(Stored data)
= = = = =

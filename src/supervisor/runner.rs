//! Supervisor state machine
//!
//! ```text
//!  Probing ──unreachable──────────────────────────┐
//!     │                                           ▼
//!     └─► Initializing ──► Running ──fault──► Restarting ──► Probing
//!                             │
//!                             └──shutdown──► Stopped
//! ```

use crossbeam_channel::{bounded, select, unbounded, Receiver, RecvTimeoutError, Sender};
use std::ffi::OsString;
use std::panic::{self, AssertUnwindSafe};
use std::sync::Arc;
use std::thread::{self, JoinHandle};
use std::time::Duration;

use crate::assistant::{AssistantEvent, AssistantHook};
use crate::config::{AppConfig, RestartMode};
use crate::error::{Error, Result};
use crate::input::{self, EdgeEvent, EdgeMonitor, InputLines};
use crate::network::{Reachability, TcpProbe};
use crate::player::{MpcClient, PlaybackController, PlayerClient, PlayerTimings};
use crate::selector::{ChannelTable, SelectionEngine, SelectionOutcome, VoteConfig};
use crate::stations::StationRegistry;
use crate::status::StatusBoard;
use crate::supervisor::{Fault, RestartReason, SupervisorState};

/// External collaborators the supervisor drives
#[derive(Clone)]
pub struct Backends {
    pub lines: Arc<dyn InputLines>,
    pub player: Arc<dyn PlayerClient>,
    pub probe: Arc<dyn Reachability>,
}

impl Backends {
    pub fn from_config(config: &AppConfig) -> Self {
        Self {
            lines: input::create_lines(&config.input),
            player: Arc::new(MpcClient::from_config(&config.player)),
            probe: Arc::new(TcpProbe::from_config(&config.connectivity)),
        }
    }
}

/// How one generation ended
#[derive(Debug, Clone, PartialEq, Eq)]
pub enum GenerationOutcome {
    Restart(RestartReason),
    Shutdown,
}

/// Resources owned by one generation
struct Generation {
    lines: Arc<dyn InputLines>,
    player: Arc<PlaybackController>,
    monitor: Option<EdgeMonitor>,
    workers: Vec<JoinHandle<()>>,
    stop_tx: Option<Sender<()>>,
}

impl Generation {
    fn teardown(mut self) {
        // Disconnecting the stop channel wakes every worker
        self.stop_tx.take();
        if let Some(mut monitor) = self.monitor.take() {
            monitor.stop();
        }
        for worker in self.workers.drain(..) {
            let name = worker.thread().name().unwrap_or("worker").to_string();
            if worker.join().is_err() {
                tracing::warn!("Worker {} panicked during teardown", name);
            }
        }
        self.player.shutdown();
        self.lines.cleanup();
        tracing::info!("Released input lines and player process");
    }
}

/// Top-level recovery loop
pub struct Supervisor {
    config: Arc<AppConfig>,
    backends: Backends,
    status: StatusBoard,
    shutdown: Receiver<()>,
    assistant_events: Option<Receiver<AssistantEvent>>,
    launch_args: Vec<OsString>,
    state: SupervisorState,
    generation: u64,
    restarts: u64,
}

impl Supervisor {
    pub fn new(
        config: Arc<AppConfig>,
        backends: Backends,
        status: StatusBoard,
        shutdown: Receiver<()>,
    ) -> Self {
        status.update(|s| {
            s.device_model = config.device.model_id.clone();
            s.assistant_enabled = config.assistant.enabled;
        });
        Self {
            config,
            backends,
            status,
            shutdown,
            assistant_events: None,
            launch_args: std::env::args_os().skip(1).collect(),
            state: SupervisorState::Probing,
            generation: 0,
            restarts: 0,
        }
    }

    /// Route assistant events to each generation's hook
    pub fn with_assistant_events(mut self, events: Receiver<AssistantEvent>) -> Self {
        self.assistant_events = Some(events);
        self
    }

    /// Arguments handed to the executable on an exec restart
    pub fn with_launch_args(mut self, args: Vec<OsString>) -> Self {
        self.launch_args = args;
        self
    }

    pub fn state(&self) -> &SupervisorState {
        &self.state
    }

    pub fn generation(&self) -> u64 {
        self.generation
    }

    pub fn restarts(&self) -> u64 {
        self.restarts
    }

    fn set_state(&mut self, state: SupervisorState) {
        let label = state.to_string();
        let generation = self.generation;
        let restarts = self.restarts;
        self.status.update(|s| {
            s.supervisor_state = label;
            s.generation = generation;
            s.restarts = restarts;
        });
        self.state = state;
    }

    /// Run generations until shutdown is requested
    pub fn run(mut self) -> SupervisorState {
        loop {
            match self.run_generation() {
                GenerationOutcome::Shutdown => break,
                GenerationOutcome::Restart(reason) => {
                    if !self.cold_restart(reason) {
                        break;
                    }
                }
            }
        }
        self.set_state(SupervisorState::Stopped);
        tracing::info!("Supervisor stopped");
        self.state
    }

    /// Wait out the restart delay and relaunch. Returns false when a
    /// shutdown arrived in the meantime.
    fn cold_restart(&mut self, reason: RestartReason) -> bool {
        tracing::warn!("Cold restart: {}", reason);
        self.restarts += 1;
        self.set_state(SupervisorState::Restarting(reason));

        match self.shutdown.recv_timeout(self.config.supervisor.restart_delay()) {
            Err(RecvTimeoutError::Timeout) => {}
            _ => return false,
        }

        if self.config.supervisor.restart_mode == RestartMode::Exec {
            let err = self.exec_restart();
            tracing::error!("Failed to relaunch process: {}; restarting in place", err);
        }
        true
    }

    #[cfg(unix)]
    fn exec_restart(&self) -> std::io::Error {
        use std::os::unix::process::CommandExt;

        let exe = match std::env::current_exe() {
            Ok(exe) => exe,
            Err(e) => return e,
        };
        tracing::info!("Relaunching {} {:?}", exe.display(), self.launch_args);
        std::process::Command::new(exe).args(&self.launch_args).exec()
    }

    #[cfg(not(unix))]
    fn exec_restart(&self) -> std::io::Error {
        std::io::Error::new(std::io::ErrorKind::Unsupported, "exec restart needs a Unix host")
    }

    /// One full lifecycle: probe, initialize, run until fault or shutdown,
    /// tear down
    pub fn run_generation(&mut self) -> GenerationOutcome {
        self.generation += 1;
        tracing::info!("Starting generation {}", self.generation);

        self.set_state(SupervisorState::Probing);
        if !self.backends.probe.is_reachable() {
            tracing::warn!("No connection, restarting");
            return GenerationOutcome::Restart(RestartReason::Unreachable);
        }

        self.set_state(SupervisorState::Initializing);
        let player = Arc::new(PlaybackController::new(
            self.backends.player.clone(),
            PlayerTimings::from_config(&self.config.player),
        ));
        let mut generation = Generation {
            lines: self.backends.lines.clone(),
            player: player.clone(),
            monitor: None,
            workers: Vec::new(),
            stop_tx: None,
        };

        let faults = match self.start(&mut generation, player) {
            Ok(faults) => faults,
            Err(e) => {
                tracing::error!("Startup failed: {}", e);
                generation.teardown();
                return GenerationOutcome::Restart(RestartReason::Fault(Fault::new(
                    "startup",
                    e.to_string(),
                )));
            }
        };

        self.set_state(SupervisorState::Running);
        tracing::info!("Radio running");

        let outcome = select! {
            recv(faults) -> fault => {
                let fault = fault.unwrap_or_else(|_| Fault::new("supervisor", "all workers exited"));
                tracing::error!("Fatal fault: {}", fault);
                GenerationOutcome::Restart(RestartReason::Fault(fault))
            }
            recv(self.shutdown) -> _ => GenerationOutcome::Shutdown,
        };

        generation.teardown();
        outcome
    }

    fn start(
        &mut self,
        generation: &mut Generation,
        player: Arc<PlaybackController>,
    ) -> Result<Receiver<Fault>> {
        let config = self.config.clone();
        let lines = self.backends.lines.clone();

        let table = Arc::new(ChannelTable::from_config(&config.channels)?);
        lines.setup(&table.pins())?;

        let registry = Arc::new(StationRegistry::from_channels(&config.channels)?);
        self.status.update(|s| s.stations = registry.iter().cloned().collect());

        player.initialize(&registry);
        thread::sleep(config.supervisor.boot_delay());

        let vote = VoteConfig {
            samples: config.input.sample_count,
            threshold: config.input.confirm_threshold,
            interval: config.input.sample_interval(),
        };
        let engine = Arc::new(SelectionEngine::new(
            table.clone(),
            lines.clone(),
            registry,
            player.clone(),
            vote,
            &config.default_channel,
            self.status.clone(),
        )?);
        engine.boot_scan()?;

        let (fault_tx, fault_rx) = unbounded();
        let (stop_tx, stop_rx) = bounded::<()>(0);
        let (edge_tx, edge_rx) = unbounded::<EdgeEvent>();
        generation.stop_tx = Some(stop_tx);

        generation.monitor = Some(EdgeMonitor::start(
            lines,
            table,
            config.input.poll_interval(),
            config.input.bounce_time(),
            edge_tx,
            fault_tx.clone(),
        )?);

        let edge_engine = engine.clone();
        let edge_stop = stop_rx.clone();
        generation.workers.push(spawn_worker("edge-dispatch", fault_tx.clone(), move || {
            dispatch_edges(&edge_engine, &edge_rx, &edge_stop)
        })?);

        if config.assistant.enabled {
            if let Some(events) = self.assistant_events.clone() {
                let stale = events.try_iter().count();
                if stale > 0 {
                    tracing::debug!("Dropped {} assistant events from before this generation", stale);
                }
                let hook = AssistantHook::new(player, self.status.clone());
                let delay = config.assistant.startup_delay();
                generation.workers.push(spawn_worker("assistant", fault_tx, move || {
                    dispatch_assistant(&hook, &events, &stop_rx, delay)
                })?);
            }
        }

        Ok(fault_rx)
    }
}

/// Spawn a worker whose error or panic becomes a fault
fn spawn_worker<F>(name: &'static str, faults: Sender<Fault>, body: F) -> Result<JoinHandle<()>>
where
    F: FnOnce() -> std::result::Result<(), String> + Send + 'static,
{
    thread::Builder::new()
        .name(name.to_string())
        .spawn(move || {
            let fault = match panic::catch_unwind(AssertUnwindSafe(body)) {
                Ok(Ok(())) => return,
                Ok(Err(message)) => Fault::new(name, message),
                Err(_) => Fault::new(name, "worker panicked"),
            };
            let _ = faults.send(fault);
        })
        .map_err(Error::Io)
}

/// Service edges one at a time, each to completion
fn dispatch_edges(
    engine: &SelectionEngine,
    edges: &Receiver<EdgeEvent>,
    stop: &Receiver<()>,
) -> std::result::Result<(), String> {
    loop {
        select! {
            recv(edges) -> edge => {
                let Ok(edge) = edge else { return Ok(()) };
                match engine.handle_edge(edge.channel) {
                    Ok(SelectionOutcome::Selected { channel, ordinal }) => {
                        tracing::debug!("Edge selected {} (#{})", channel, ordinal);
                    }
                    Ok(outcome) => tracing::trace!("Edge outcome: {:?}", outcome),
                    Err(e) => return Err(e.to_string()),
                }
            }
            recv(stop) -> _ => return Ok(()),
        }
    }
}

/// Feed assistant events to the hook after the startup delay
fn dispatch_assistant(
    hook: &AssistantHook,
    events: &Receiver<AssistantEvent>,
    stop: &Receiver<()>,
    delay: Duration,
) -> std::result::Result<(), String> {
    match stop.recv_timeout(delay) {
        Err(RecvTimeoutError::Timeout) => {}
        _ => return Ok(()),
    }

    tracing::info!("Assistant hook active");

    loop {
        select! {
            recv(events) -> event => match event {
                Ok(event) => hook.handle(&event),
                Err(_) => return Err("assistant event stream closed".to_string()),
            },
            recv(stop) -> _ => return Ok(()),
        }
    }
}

= = = = =

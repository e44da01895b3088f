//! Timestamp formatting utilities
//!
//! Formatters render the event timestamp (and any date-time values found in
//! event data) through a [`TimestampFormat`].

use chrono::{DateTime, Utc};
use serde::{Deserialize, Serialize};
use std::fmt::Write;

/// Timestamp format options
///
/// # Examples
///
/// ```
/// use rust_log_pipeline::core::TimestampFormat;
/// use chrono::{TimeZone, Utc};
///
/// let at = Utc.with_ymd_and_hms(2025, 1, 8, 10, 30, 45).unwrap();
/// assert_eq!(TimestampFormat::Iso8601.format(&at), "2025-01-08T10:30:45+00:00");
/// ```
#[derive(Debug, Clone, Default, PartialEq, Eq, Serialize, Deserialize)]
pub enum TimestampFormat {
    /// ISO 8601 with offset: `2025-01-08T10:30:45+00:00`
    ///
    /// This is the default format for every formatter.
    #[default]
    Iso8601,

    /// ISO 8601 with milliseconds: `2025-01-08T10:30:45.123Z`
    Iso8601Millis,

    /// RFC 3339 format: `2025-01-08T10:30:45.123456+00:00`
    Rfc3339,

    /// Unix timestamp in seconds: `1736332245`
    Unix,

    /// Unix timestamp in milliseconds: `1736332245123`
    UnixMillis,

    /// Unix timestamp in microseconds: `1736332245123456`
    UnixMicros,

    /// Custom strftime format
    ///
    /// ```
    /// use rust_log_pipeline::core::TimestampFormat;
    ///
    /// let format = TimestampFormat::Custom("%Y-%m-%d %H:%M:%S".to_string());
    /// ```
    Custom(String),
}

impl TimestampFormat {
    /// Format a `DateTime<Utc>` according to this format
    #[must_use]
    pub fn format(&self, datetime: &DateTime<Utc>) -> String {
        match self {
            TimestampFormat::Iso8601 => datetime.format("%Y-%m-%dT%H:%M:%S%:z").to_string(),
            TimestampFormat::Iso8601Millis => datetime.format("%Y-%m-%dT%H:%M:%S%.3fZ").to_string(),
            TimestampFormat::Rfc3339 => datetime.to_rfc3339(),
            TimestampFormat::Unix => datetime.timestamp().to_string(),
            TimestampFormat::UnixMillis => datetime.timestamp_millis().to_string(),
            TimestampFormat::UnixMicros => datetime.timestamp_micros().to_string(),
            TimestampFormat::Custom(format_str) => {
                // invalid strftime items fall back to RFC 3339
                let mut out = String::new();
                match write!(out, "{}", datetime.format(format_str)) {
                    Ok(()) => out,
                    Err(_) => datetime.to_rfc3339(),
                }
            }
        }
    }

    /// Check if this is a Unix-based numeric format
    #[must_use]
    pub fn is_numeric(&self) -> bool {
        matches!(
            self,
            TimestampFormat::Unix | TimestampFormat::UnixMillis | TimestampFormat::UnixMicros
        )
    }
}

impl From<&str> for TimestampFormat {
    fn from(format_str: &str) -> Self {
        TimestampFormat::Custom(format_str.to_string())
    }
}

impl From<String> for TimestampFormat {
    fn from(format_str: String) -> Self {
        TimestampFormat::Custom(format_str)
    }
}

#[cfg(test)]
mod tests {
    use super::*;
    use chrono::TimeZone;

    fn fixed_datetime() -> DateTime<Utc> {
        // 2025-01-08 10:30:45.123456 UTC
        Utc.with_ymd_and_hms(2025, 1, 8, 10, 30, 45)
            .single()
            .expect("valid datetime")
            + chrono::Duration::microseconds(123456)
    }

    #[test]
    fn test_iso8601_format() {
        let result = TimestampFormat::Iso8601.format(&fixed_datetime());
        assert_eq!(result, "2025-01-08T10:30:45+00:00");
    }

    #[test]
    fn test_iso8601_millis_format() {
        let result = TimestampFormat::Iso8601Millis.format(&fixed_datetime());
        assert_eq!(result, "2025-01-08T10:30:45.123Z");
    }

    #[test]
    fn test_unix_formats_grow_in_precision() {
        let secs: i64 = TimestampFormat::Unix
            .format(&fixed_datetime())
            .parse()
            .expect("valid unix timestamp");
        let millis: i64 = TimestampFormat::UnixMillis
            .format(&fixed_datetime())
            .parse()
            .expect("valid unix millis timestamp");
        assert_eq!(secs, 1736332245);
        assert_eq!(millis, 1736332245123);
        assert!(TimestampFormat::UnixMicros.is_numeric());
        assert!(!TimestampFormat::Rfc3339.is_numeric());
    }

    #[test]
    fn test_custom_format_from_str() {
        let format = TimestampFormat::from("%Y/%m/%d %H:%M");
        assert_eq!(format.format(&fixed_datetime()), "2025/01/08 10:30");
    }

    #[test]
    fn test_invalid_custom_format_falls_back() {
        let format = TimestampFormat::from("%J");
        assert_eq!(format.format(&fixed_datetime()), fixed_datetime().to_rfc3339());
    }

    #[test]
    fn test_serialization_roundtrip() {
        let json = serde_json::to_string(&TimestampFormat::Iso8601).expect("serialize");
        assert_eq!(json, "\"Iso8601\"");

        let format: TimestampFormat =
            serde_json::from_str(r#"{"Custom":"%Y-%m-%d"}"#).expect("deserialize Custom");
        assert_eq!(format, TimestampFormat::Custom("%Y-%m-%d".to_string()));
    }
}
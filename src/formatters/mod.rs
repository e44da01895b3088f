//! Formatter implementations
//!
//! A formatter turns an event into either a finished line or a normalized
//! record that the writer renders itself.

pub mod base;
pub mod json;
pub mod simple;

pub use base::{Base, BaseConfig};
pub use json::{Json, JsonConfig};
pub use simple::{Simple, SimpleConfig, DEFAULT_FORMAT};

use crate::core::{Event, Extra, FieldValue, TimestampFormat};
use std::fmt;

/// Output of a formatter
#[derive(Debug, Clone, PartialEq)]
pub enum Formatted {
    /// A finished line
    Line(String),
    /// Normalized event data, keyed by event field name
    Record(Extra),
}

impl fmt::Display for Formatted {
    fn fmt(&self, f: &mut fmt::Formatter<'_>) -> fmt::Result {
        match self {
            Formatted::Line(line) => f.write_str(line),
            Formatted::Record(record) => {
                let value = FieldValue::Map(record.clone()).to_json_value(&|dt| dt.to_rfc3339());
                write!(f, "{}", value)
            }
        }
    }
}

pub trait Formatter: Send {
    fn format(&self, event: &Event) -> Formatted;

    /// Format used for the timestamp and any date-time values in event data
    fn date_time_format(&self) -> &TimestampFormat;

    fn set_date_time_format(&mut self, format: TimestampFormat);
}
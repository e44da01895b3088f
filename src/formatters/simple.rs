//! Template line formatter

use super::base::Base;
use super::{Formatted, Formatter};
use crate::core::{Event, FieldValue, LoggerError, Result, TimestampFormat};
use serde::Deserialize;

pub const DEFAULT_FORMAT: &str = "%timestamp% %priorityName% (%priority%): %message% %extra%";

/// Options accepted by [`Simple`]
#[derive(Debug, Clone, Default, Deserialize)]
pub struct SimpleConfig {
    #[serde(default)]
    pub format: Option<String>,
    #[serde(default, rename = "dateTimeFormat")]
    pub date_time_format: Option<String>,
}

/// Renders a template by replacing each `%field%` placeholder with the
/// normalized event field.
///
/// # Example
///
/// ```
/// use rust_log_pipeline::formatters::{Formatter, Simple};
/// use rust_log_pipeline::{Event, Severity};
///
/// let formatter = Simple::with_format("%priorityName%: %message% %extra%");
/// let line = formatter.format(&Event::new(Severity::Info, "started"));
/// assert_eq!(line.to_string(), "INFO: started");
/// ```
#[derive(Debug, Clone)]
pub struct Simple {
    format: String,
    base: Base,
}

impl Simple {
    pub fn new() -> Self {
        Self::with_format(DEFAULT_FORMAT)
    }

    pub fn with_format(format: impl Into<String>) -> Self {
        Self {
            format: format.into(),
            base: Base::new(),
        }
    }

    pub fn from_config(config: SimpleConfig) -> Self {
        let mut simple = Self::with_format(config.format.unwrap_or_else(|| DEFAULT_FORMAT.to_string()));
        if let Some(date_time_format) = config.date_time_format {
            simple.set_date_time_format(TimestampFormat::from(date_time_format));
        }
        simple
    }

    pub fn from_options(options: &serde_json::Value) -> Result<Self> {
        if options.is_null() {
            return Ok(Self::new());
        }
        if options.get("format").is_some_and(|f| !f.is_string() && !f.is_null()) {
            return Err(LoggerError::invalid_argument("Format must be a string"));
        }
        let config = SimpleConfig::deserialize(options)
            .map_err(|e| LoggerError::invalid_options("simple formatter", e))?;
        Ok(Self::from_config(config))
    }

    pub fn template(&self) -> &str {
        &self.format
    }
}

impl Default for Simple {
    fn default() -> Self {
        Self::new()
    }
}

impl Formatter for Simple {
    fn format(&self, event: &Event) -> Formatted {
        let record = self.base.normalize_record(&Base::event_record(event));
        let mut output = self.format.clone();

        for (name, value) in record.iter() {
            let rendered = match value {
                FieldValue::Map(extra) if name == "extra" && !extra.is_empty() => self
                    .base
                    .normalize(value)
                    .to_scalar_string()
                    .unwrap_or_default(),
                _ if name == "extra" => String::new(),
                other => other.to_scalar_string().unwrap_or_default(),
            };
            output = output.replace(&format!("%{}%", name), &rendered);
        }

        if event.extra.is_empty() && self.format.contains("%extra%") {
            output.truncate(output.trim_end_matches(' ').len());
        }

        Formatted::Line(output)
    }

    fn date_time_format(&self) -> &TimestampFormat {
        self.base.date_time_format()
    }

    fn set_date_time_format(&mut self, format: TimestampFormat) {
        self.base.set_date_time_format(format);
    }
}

= = = = =

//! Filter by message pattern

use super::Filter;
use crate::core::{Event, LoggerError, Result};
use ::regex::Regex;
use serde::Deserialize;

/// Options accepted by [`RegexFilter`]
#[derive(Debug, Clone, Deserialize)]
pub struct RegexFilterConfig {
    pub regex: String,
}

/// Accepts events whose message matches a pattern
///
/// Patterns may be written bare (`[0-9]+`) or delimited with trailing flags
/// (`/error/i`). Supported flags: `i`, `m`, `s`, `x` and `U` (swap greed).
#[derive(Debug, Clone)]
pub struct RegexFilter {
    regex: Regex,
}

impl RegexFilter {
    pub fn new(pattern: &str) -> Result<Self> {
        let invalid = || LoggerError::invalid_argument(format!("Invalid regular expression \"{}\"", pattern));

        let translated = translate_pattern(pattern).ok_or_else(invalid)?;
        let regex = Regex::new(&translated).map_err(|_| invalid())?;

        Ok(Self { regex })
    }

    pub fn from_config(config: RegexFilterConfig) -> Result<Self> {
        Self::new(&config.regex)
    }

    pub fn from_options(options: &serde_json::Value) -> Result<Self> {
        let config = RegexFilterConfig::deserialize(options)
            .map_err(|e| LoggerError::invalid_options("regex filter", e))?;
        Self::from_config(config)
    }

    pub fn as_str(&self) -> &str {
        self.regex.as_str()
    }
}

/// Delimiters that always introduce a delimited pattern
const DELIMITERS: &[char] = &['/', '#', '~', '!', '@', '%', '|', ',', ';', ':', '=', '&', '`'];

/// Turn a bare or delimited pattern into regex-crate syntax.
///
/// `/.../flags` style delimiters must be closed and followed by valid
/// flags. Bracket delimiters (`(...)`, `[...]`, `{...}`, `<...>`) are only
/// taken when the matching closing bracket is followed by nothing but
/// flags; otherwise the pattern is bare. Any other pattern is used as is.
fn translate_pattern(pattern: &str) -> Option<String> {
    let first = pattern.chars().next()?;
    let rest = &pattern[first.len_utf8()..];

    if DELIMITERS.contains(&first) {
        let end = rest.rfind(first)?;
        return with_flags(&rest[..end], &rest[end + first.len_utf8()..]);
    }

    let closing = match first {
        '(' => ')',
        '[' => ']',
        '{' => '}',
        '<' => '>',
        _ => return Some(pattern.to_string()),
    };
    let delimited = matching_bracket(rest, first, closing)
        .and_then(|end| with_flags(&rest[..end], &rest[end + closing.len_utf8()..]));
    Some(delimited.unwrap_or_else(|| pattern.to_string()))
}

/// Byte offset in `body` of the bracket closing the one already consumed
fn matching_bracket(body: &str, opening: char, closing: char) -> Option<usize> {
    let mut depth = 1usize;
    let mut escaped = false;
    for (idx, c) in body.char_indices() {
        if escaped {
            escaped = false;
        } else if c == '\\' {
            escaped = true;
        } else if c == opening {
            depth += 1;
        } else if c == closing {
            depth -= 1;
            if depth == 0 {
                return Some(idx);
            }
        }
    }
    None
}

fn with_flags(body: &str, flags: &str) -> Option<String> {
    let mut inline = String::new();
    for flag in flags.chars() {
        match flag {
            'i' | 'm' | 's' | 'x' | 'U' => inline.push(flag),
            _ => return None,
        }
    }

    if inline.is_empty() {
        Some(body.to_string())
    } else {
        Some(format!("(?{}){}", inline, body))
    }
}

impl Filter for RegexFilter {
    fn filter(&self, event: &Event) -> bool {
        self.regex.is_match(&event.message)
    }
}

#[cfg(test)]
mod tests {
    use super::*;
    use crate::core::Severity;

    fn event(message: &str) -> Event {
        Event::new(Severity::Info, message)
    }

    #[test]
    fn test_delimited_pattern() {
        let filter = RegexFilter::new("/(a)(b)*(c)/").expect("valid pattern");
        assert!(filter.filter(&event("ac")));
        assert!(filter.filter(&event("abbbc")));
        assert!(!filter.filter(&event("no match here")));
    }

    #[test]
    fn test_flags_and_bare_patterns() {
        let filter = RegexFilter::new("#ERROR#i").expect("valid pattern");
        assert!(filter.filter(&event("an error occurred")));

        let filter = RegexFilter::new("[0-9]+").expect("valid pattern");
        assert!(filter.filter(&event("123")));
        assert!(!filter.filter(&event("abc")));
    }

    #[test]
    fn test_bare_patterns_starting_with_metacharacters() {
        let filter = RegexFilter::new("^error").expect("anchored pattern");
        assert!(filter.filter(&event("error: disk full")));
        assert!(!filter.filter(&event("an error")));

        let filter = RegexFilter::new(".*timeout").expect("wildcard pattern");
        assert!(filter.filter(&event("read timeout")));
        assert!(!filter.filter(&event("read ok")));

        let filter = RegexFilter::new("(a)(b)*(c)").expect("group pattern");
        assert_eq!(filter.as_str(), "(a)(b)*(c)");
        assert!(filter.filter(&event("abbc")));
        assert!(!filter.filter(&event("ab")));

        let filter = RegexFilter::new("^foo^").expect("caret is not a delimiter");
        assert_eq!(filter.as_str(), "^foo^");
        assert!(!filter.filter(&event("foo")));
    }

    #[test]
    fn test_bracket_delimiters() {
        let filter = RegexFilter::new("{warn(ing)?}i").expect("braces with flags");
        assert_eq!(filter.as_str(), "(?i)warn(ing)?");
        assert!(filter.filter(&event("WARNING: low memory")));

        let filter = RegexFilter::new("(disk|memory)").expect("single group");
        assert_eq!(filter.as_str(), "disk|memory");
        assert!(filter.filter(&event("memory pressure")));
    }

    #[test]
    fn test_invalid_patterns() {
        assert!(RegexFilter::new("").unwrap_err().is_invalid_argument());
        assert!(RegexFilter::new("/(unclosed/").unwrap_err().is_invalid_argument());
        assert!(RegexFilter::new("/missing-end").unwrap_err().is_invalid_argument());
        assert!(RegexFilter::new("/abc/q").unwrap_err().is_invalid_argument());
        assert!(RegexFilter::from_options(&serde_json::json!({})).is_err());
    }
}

= = = = =

_YOUR ASSIGNMENT_
Return only the number of lines in the data that hold the string "ChannelTable".

_RESULT OF THE TASK_
2